The next verse is a bit shocking. “Now Er, Judah’s firstborn, was evil in the Lord’s sight, and the Lord put him to death” (Genesis 38:7). We can be comforted to know that God’s justice is always just. We reap what we sow. Because Er was evil, God killed him.


I don’t pretend to understand what God was thinking when he inspired Moses to write Deuteronomy 25:5-6. But He did. That law, referred to as the Law of Levirate Marriage, required Judah to give Tamar to his second son. Yuk! Are you ready for another shock? When Onan refused to obey God’s law, God “put him to death also” (Genesis 38:10).


Now… Judah had three sons, but two of were in Boot Hill. Only Shelah remained alive, still too young for marriage. Judah didn’t want his only son to marry the black widow, so he sent his daughter-in-law home to her momma. Eventually, Shelah grew up, but Judah disobeyed God’s law, refusing to allow his only son to marry Tamar, his brother’s widow.


During sheep-shearing season, either in the spring or fall, Judah, now a widower, went to Timnah. Along the way, Judah’s lustful eyes fell upon a prostitute, so he stopped to pay her an unholy visit.
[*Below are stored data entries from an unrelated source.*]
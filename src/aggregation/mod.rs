//! Aggregation module
//!
//! Month-granularity cost aggregation over subscription records.

mod engine;

pub use engine::{aggregate, contribution, is_candidate, overlap_months};
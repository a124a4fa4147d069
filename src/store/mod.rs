//! Store module
//!
//! Persistence layer for subscriptions.
//! The `SubscriptionRepository` trait is the only way handlers touch storage;
//! the PostgreSQL implementation backs the server, the in-memory one backs tests.

mod error;
mod memory;
mod postgres;

use async_trait::async_trait;
use uuid::Uuid;

use crate::domain::{CostFilter, ListFilter, NewSubscription, QueryWindow, Subscription};

pub use error::StoreError;
pub use memory::InMemorySubscriptionRepository;
pub use postgres::PgSubscriptionRepository;

/// Result type for repository operations
pub type StoreResult<T> = Result<T, StoreError>;

/// Storage contract for subscriptions
#[async_trait]
pub trait SubscriptionRepository: Send + Sync {
    /// Persist a new subscription, assigning an id when none was given.
    async fn create(&self, subscription: NewSubscription) -> StoreResult<Subscription>;

    /// Fetch one subscription. `StoreError::NotFound` when absent.
    async fn get(&self, id: Uuid) -> StoreResult<Subscription>;

    /// Replace every field except the id. `StoreError::NotFound` when absent.
    async fn update(&self, subscription: Subscription) -> StoreResult<Subscription>;

    /// Remove a subscription. `StoreError::NotFound` when absent.
    async fn delete(&self, id: Uuid) -> StoreResult<()>;

    /// Subscriptions matching the filter, ordered by start date, service name, id.
    async fn list(&self, filter: &ListFilter) -> StoreResult<Vec<Subscription>>;

    /// Subscriptions overlapping the window and passing the exact-match filter,
    /// read from a single consistent snapshot.
    async fn candidates_for_window(
        &self,
        window: &QueryWindow,
        filter: &CostFilter,
    ) -> StoreResult<Vec<Subscription>>;
}
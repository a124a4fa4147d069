//! Month type
//!
//! Month-granularity calendar date. Day-of-month carries no meaning for
//! subscription billing, so every value is normalized to the first day of
//! its month and compares by (year, month).

use chrono::{Datelike, Months, NaiveDate};
use serde::{Deserialize, Serialize};
use std::fmt;
use std::str::FromStr;

use super::DomainError;

/// A calendar month, e.g. July 2025.
///
/// # Invariants
/// - The wrapped date is always the 1st of its month
/// - Ordering is chronological by (year, month)
///
/// # Example
/// ```
/// use subscription_tracker::domain::Month;
///
/// let month: Month = "07-2025".parse().unwrap();
/// assert_eq!(month.year(), 2025);
/// assert_eq!(month.month(), 7);
/// assert_eq!(month.to_string(), "07-2025");
/// ```
#[derive(Debug, Clone, Copy, PartialEq, Eq, PartialOrd, Ord, Hash, Serialize, Deserialize)]
#[serde(try_from = "String", into = "String")]
pub struct Month(NaiveDate);

impl Month {
    /// Create a month from a year and a 1-based month number.
    pub fn new(year: i32, month: u32) -> Result<Self, DomainError> {
        NaiveDate::from_ymd_opt(year, month, 1)
            .map(Self)
            .ok_or_else(|| DomainError::InvalidMonth(format!("{:02}-{:04}", month, year)))
    }

    /// Month containing the given date. The day is discarded.
    pub fn from_date(date: NaiveDate) -> Self {
        Self(date.with_day(1).unwrap_or(date))
    }

    pub fn year(&self) -> i32 {
        self.0.year()
    }

    pub fn month(&self) -> u32 {
        self.0.month()
    }

    /// First calendar day of the month (the persisted form).
    pub fn first_day(&self) -> NaiveDate {
        self.0
    }

    /// Last calendar day of the month.
    pub fn last_day(&self) -> NaiveDate {
        self.0
            .checked_add_months(Months::new(1))
            .and_then(|next| next.pred_opt())
            .unwrap_or(NaiveDate::MAX)
    }
}

impl fmt::Display for Month {
    fn fmt(&self, f: &mut fmt::Formatter<'_>) -> fmt::Result {
        write!(f, "{:02}-{:04}", self.month(), self.year())
    }
}

/// Parses the `MM-YYYY` form (two-digit month, four-digit year).
impl FromStr for Month {
    type Err = DomainError;

    fn from_str(s: &str) -> Result<Self, Self::Err> {
        let invalid = || DomainError::InvalidMonth(s.to_string());

        let (month, year) = s.split_once('-').ok_or_else(invalid)?;
        if month.len() != 2 || year.len() != 4 {
            return Err(invalid());
        }
        if !month.bytes().chain(year.bytes()).all(|b| b.is_ascii_digit()) {
            return Err(invalid());
        }

        let month: u32 = month.parse().map_err(|_| invalid())?;
        let year: i32 = year.parse().map_err(|_| invalid())?;

        Self::new(year, month).map_err(|_| invalid())
    }
}

impl TryFrom<String> for Month {
    type Error = DomainError;

    fn try_from(s: String) -> Result<Self, Self::Error> {
        s.parse()
    }
}

impl From<Month> for String {
    fn from(month: Month) -> Self {
        month.to_string()
    }
}

impl From<NaiveDate> for Month {
    fn from(date: NaiveDate) -> Self {
        Self::from_date(date)
    }
}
When she negotiated payment, he promised to send a sheep from his flock, but she demanded collateral. “ ‘What should I give you?’ he asked. She answered, ‘Your signet ring, your cord, and the staff in your hand.’ So he gave them to her and slept with her, and she became pregnant by him” (Genesis 38:18). A few days later, when he returned with the sheep, the prostitute had vanished. “Oh well…”


Three months after Judah’s immoral tryst, he was told that his daughter-in-law was pregnant. Indignantly, Judah demanded that she be put to death for her evil ways. But guess what she had in her possession to prove the identity for her baby’s father? Yep! She had Judah’s signet ring, his cord, and his staff. The prostitute was Tamar, Judah’s daughter-in-law.


I’m not making this up… read Genesis 38! It would be humorous if it wasn’t so sad!


But here’s what is so amazing. Israel’s first-born son isn’t listed in the genealogy of Jesus. Judah, Israel’s fourth son is in the Messianic lineage. The “Lion of the tribe of Judah” (Genesis 49:8-12) is born generations after Judah’s sinful encounter with his daughter-in-law, an assumed prostitute… “Judah fathered Perez and Zerah by Tamar, Perez fathered Hezron, Hezron fathered Aram… and Jacob fathered Joseph the husband of Mary, who gave birth to Jesus who is called the Messiah” (Matthew 1:3, 16). That’s amazing. That’s grace.